Bueno, me río cada vez que lo leo. Y hay que admirar la imaginación de John Lok. Pero lo importante de lo que escribe es que representa el comienzo de una tradición de contar cuentos africanos en Occidente: una tradición del África subsahariana como un lugar de negativos, diferencias, oscuridades, de gente que, en palabras del maravilloso poeta Rudyard Kipling, son «mitad demonio, mitad niño».

Cuatro

Y, por consiguiente, empecé a comprender que a lo largo de su vida mi compañera de habitación estadounidense había visto y escuchado diferentes versiones de esa historia única, igual que un profesor que una vez me dijo que mi novela no era «auténticamente africana». Yo estaba dispuesta a aceptar que la novela tenía toda una serie de errores, que había fracasado en diversos puntos, pero no se me había ocurrido pensar que no había conseguido alcanzar algo llamado «autenticidad africana». De hecho, no sabía lo que era la autenticidad africana. El profesor me explicó que mis personajes se parecían demasiado a él, un hombre de clase media y buena educación. Mis personajes conducían automóviles. No se morían de hambre. Por tanto, no eran auténticos africanos.

Cinco

Debería apresurarme a añadir que, en lo tocante al relato único, soy igual de culpable. Hace unos años visité México. En ese momento en Estados Unidos reinaba un clima político tenso y se discutía mucho sobre inmigración. Y, como suele ocurrir en Estados Unidos, inmigración se convirtió en sinónimo de mexicanos tan inmersa en la cobertura mediática de los mexicanos que, en mi cabeza, se habían convertido en una sola cosa: el abyecto inmigrante.

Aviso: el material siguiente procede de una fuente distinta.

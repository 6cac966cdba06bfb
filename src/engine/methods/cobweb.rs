//! Cobweb tracer
//!
//! Scalar, single-trajectory stepper producing everything a cobweb diagram
//! is made of:
//!
//! ```text
//!  z_{n+1}
//!     │        ╭── map curve (gapped at discontinuities)
//!     │   ┌────●
//!     │   │    │        ● marker at (z, f(z))
//!     │ ●─┼────┘        ─ horizontal (z, f(z)) → (f(z), f(z))
//!     │   │ ╱           │ vertical   (z, z)    → (z, f(z))   (from step 1)
//!     │   │╱  identity
//!     └───────────── z_n
//! ```
//!
//! The first step has no vertical segment: nothing connects the start value
//! to the diagonal yet. Its marker is flagged as emphasized instead.

use crate::engine::numeric;
use crate::engine::sweep::linspace;
use crate::engine::{IterationConfiguration, IterationSchedule};
use crate::maps::{IterativeMap, MapParameters};

// =================================================================================================
// Types
// =================================================================================================

/// Display ranges of a cobweb diagram
#[derive(Debug, Clone, Copy, PartialEq)]
pub struct CobwebWindow {
    /// `(min, max)` of `z_n`
    pub x: (f64, f64),

    /// `(min, max)` of `z_{n+1}`
    pub y: (f64, f64),
}

impl CobwebWindow {
    /// Create a window
    pub fn new(x: (f64, f64), y: (f64, f64)) -> Self {
        Self { x, y }
    }

    /// Same range on both axes
    pub fn square(low: f64, high: f64) -> Self {
        Self::new((low, high), (low, high))
    }

    /// Ranges must be finite and non-empty
    pub fn validate(&self) -> Result<(), String> {
        for (axis, (low, high)) in [("x", self.x), ("y", self.y)] {
            if !low.is_finite() || !high.is_finite() {
                return Err(format!("Cobweb {} range must be finite, got ({}, {})", axis, low, high));
            }
            if low >= high {
                return Err(format!("Cobweb {} range is empty: ({}, {})", axis, low, high));
            }
        }
        Ok(())
    }

    /// Identity segment spanning both ranges
    pub fn diagonal(&self) -> ((f64, f64), (f64, f64)) {
        let low = self.x.0.min(self.y.0);
        let high = self.x.1.max(self.y.1);
        ((low, low), (high, high))
    }
}

/// Orientation of a staircase segment
#[derive(Debug, Clone, Copy, PartialEq, Eq)]
pub enum SegmentKind {
    /// From the curve to the diagonal
    Horizontal,

    /// From the diagonal to the curve
    Vertical,
}

/// One drawn line of the staircase
#[derive(Debug, Clone, Copy, PartialEq)]
pub struct CobwebSegment {
    /// First point
    pub start: (f64, f64),

    /// Second point
    pub end: (f64, f64),

    /// Orientation
    pub kind: SegmentKind,
}

/// Point `(z, f(z))` on the map curve
#[derive(Debug, Clone, Copy, PartialEq)]
pub struct CobwebMarker {
    /// Position
    pub point: (f64, f64),

    /// Set for the first step only
    pub emphasized: bool,

    /// Opacity `(i + 1) / step_count`, 1 for the emphasized marker
    pub shade: f64,
}

/// Everything produced by one step `z → f(z)`
#[derive(Debug, Clone, Copy, PartialEq)]
pub struct CobwebStep {
    /// Step index
    pub index: usize,

    /// `z`
    pub from: f64,

    /// `f(z)`
    pub to: f64,

    /// `(z, f(z)) → (f(z), f(z))`
    pub horizontal: CobwebSegment,

    /// `(z, z) → (z, f(z))`, absent on the first step
    pub vertical: Option<CobwebSegment>,

    /// Marker at `(z, f(z))`
    pub marker: CobwebMarker,
}

/// Output of [`CobwebTracer::trace`]
#[derive(Debug, Clone)]
pub struct CobwebTrace {
    /// Staircase, one entry per step
    pub steps: Vec<CobwebStep>,

    /// Map curve `(t, f(t))`, `None` where masked
    pub curve: Vec<(f64, Option<f64>)>,

    /// Identity line
    pub diagonal: ((f64, f64), (f64, f64)),

    /// Display ranges
    pub window: CobwebWindow,

    /// Curve samples masked because they were not finite
    pub non_finite: usize,
}

impl CobwebTrace {
    /// Staircase segments in drawing order
    pub fn segments(&self) -> impl Iterator<Item = &CobwebSegment> + '_ {
        self.steps
            .iter()
            .flat_map(|step| std::iter::once(&step.horizontal).chain(step.vertical.as_ref()))
    }

    /// Markers in drawing order
    pub fn markers(&self) -> impl Iterator<Item = &CobwebMarker> + '_ {
        self.steps.iter().map(|step| &step.marker)
    }

    /// Curve split into continuous runs, ready to be drawn as polylines
    pub fn curve_runs(&self) -> Vec<Vec<(f64, f64)>> {
        let mut runs = Vec::new();
        let mut current = Vec::new();
        for &(t, y) in &self.curve {
            match y {
                Some(y) => current.push((t, y)),
                None if !current.is_empty() => runs.push(std::mem::take(&mut current)),
                None => {}
            }
        }
        if !current.is_empty() {
            runs.push(current);
        }
        runs
    }
}

// =================================================================================================
// Tracer
// =================================================================================================

/// Cobweb tracer
///
/// # Example
///
/// ```rust
/// use bifurc_rs::engine::{CobwebTracer, CobwebWindow, IterationConfiguration};
/// use bifurc_rs::maps::{IterativeMap, MapParameters};
/// use bifurc_rs::models::QuadraticNewton;
///
/// let params = MapParameters::new(1.0, 0.5);
/// let trace = CobwebTracer::trace(
///     &QuadraticNewton,
///     &params,
///     0.3,
///     &CobwebWindow::square(-3.0, 3.0),
///     &IterationConfiguration::cobweb(20),
/// )
/// .unwrap();
///
/// assert_eq!(trace.steps.len(), 20);
/// assert!(trace.steps[0].marker.emphasized);
/// assert!(trace.steps[0].vertical.is_none());
/// ```
#[derive(Debug, Clone, Copy, Default)]
pub struct CobwebTracer;

impl CobwebTracer {
    /// Trace `step_count` steps from `z0` and sample the curve over the window
    pub fn trace<M: IterativeMap + ?Sized>(
        map: &M,
        params: &MapParameters,
        z0: f64,
        window: &CobwebWindow,
        config: &IterationConfiguration,
    ) -> Result<CobwebTrace, String> {
        // ====== Validation ======

        config.validate()?;
        let (step_count, curve_samples, gap_radius) = match &config.schedule {
            IterationSchedule::Cobweb { step_count, curve_samples, gap_radius } => {
                (*step_count, *curve_samples, *gap_radius)
            }
            other => {
                return Err(format!(
                    "CobwebTracer only supports Cobweb configuration, got {}",
                    other.name()
                ));
            }
        };
        window.validate()?;

        // ====== Curve ======

        let discontinuities = map.discontinuities(params);
        let mut non_finite = 0;
        let curve: Vec<(f64, Option<f64>)> = linspace(window.x.0, window.x.1, curve_samples)?
            .into_iter()
            .map(|t| {
                if discontinuities.iter().any(|d| (t - d).abs() < gap_radius) {
                    return (t, None);
                }
                let y = map.evaluate(t, params);
                if y.is_finite() {
                    (t, Some(y))
                } else {
                    non_finite += 1;
                    (t, None)
                }
            })
            .collect();
        numeric::report_domain_error("Cobweb curve", non_finite);

        // ====== Staircase ======

        let mut steps = Vec::with_capacity(step_count);
        let mut current = z0;
        for index in 0..step_count {
            let next = map.evaluate(current, params);

            let vertical = (index >= 1).then_some(CobwebSegment {
                start: (current, current),
                end: (current, next),
                kind: SegmentKind::Vertical,
            });
            let marker = CobwebMarker {
                point: (current, next),
                emphasized: index == 0,
                shade: if index == 0 { 1.0 } else { (index + 1) as f64 / step_count as f64 },
            };

            steps.push(CobwebStep {
                index,
                from: current,
                to: next,
                horizontal: CobwebSegment {
                    start: (current, next),
                    end: (next, next),
                    kind: SegmentKind::Horizontal,
                },
                vertical,
                marker,
            });
            current = next;
        }

        let lost = steps.iter().filter(|step| !step.to.is_finite()).count();
        numeric::report_domain_error("Cobweb trajectory", lost);

        Ok(CobwebTrace {
            steps,
            curve,
            diagonal: window.diagonal(),
            window: *window,
            non_finite,
        })
    }
}

// =================================================================================================
// Tests
// =================================================================================================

Había aceptado el relato único sobre los mexicanos, y no podía sentirme más avergonzada.

Seis

Así es como se crea una historia única, se muestra a un pueblo solo como una cosa, una única cosa, una y otra vez, y al final lo conviertes en eso.

Siete

Es imposible hablar de relato único sin hablar de poder. Existe una palabra, una palabra igbo, que me viene siempre a la cabeza cuando pienso en las estructuras de poder del mundo: nkali. Es un nombre que podría traducirse por «ser más grande que otro». Igual que en el mundo político y económico, las historias también se definen por el principio de nkali: la manera en que se cuentan, quién las cuenta, cuándo las cuenta, cuántas se cuentan… todo ello en realidad depende del poder.

Poder es la capacidad no solo de contar la historia de otra persona, sino de convertirla en la historia definitiva de dicha persona. El poeta palestino Mourid Barghouti escribe que, si quieres desposeer a un pueblo, la forma más simple de conseguirlo es contar su historia.

Recientemente di una charla universitaria durante la cual un estudiante se lamentó de que los hombres nigerianos fueran unos maltratadores como el personaje del padre en mi novela. Repliqué que acababa de leerme una novela titulada American Psycho y lamentaba muchísimo que los jóvenes estadounidenses fueran asesinos en serie.